4. Representations and Warranties. The Borrower and each Guarantor hereby represents and warrants to GM, on and as of the date hereof, both prior to and after giving effect to this Amendment, (i) the Borrower and each Guarantor has taken all necessary action to authorize the execution, delivery and performance of this Amendment, (ii) this Amendment has been duly executed and delivered by the Borrower and each Guarantor, respectively, and (iii) this Amendment is the legal, valid and binding obligation of the Borrower and each Guarantor, enforceable against it in accordance with its terms, except as enforceability may be limited by applicable bankruptcy, insolvency, reorganization, moratorium or similar laws affecting the enforcement of creditors’ rights generally and by general equitable principles.
5. Continuing Effect; Guaranties.
(a) Except as expressly set forth in this Amendment, all of the terms and provisions of the GM-Delphi Agreement are and shall remain in full force and effect and the Borrower and each Guarantor shall continue to be bound by all of such terms and provisions. The Amendment provided for herein is limited to the specific provisions of the GM-Delphi Agreement specified herein and shall not constitute an amendment of, or an indication of GM’s willingness to amend or waive, any other provisions of the GM-Delphi Agreement or the same sections for any other date or purpose.

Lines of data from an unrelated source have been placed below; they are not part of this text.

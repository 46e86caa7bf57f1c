use assert_cmd::cargo::cargo_bin_cmd;
use predicates::prelude::*;
use serde_json::json;
use tempfile::tempdir;
use wiremock::matchers::{body_json, header, method, path};
use wiremock::{Mock, MockServer, ResponseTemplate};

const TOKEN: &str = "cli-test-token";

fn sistema(home: &std::path::Path, server: &MockServer) -> assert_cmd::Command {
    let mut cmd = cargo_bin_cmd!("sistema");
    cmd.env("SISTEMA_HOME", home)
        .env("SISTEMA_API_URL", server.uri())
        .env("SISTEMA_TOKEN", TOKEN);
    cmd
}

#[tokio::test]
async fn test_notes_list_prints_messages() {
    let server = MockServer::start().await;
    Mock::given(method("GET"))
        .and(path("/messages"))
        .and(header("authorization", "Bearer cli-test-token"))
        .respond_with(ResponseTemplate::new(200).set_body_json(json!([
            {"id": 1, "message": "buy milk"},
            {"id": "b7", "message": "call mom"}
        ])))
        .expect(1)
        .mount(&server)
        .await;

    let dir = tempdir().unwrap();
    sistema(dir.path(), &server)
        .args(["notes", "list"])
        .assert()
        .success()
        .stdout(predicate::str::contains("1  buy milk"))
        .stdout(predicate::str::contains("b7  call mom"));
}

#[tokio::test]
async fn test_notes_list_empty() {
    let server = MockServer::start().await;
    Mock::given(method("GET"))
        .and(path("/messages"))
        .respond_with(ResponseTemplate::new(200).set_body_json(json!([])))
        .mount(&server)
        .await;

    let dir = tempdir().unwrap();
    sistema(dir.path(), &server)
        .args(["notes", "list"])
        .assert()
        .success()
        .stdout(predicate::str::contains("No messages."));
}

#[tokio::test]
async fn test_notes_list_failure_exits_with_message() {
    let server = MockServer::start().await;
    Mock::given(method("GET"))
        .and(path("/messages"))
        .respond_with(ResponseTemplate::new(500))
        .mount(&server)
        .await;

    let dir = tempdir().unwrap();
    sistema(dir.path(), &server)
        .args(["notes", "list"])
        .assert()
        .failure()
        .stderr(predicate::str::contains("Failed to fetch messages"));
}

#[tokio::test]
async fn test_notes_add_trims_text() {
    let server = MockServer::start().await;
    Mock::given(method("POST"))
        .and(path("/messages"))
        .and(body_json(json!({"message": "call mom"})))
        .respond_with(ResponseTemplate::new(201).set_body_json(json!({"id": 2, "message": "call mom"})))
        .expect(1)
        .mount(&server)
        .await;

    let dir = tempdir().unwrap();
    sistema(dir.path(), &server)
        .args(["notes", "add", "  call mom "])
        .assert()
        .success()
        .stdout(predicate::str::contains("Created message 2: call mom"));
}

#[tokio::test]
async fn test_notes_add_blank_sends_nothing() {
    let server = MockServer::start().await;
    Mock::given(method("POST"))
        .respond_with(ResponseTemplate::new(201))
        .expect(0)
        .mount(&server)
        .await;

    let dir = tempdir().unwrap();
    sistema(dir.path(), &server)
        .args(["notes", "add", "   "])
        .assert()
        .failure()
        .stderr(predicate::str::contains("Message cannot be empty"));
}

#[tokio::test]
async fn test_notes_edit_updates_message() {
    let server = MockServer::start().await;
    Mock::given(method("PUT"))
        .and(path("/messages/1"))
        .and(body_json(json!({"message": "buy oat milk"})))
        .respond_with(ResponseTemplate::new(200).set_body_json(json!({"id": 1, "message": "buy oat milk"})))
        .expect(1)
        .mount(&server)
        .await;

    let dir = tempdir().unwrap();
    sistema(dir.path(), &server)
        .args(["notes", "edit", "1", "buy oat milk"])
        .assert()
        .success()
        .stdout(predicate::str::contains("Updated message 1: buy oat milk"));
}

#[tokio::test]
async fn test_notes_rm_with_yes() {
    let server = MockServer::start().await;
    Mock::given(method("DELETE"))
        .and(path("/messages/2"))
        .respond_with(ResponseTemplate::new(204))
        .expect(1)
        .mount(&server)
        .await;

    let dir = tempdir().unwrap();
    sistema(dir.path(), &server)
        .args(["notes", "rm", "2", "--yes"])
        .assert()
        .success()
        .stdout(predicate::str::contains("Deleted message 2."));
}

#[tokio::test]
async fn test_notes_rm_asks_and_confirms() {
    let server = MockServer::start().await;
    Mock::given(method("DELETE"))
        .and(path("/messages/2"))
        .respond_with(ResponseTemplate::new(204))
        .expect(1)
        .mount(&server)
        .await;

    let dir = tempdir().unwrap();
    sistema(dir.path(), &server)
        .args(["notes", "rm", "2"])
        .write_stdin("y\n")
        .assert()
        .success()
        .stdout(predicate::str::contains("Delete message 2? [y/N]"))
        .stdout(predicate::str::contains("Deleted message 2."));
}

#[tokio::test]
async fn test_notes_rm_declined_sends_nothing() {
    let server = MockServer::start().await;
    Mock::given(method("DELETE"))
        .respond_with(ResponseTemplate::new(204))
        .expect(0)
        .mount(&server)
        .await;

    let dir = tempdir().unwrap();
    sistema(dir.path(), &server)
        .args(["notes", "rm", "2"])
        .write_stdin("n\n")
        .assert()
        .success()
        .stdout(predicate::str::contains("Delete cancelled."));
}

#[test]
fn test_notes_without_session_asks_to_log_in() {
    let dir = tempdir().unwrap();

    cargo_bin_cmd!("sistema")
        .env("SISTEMA_HOME", dir.path())
        .env_remove("SISTEMA_TOKEN")
        .args(["notes", "list"])
        .assert()
        .failure()
        .stderr(predicate::str::contains("Run `sistema login` first"));
}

(b) The Borrower and each Guarantor hereby consents to this Amendment, including the execution, delivery and performance of the other documents (if any) to be executed in connection herewith. The Borrower and each Guarantor hereby acknowledges and agrees that all of its obligations, including all Guaranties granted to GM under the GM-Delphi Agreement, are reaffirmed and that such Guaranties shall continue in full force and effect on and after Effective Date to secure and support the Obligations of the Borrower and the Guarantors.
6. Expenses. The Borrower and each Guarantor jointly and severally agree to pay and reimburse GM for all its reasonable out-of-pocket costs and expenses incurred in connection with the negotiation, preparation, execution and delivery of this Amendment, and other documents prepared in connection herewith, and the transactions contemplated hereby, including, without limitation, reasonable fees and disbursements and other charges of counsel to GM.
7. Choice of Law. This Amendment and the rights and obligations of the parties hereto shall be governed by, and construed and interpreted in accordance with the law of the State of New York.
8. Counterparts. This Amendment may be executed in any number of counterparts and by different parties and separate counterparts, each of which when so executed and delivered, shall be deemed an original, and all of which, when taken together, shall constitute one and the same instrument. Delivery of an executed counterpart of a signature page to this Amendment by facsimile or e-mail shall be effective as delivery of a manually executed counterpart of this Amendment.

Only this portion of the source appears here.